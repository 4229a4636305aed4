// lerna-rs: Lerna child-process core - Rust Port
//
// SPDX-FileCopyrightText: 2026 Romeo Ahmed
// SPDX-License-Identifier: GPL-3.0-or-later

//! Config-related commands for lerna-rs.

use anyhow::Context as _;

use crate::cli::OptionsArgs;
use crate::config::Config;
use crate::error::Result;

/// Display current configuration options.
///
/// # Errors
///
/// Returns an error if the configuration cannot be serialized to JSON.
pub fn run_options_command(args: &OptionsArgs, config: &Config) -> Result<()> {
    if args.json {
        let json = serde_json::to_string_pretty(config).context("failed to serialize config")?;
        println!("{json}");
    } else {
        for line in config.format_options() {
            println!("{line}");
        }
    }
    Ok(())
}

/// Display loaded configuration files.
pub fn run_configs_command(config_files: &[String]) {
    if config_files.is_empty() {
        println!("No configuration files loaded");
    } else {
        for line in config_files {
            println!("{line}");
        }
    }
}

#### [Description of the task]
Tally the lines above that contain the word "Result", and reply with only the number.

#### [Exercise solution]
2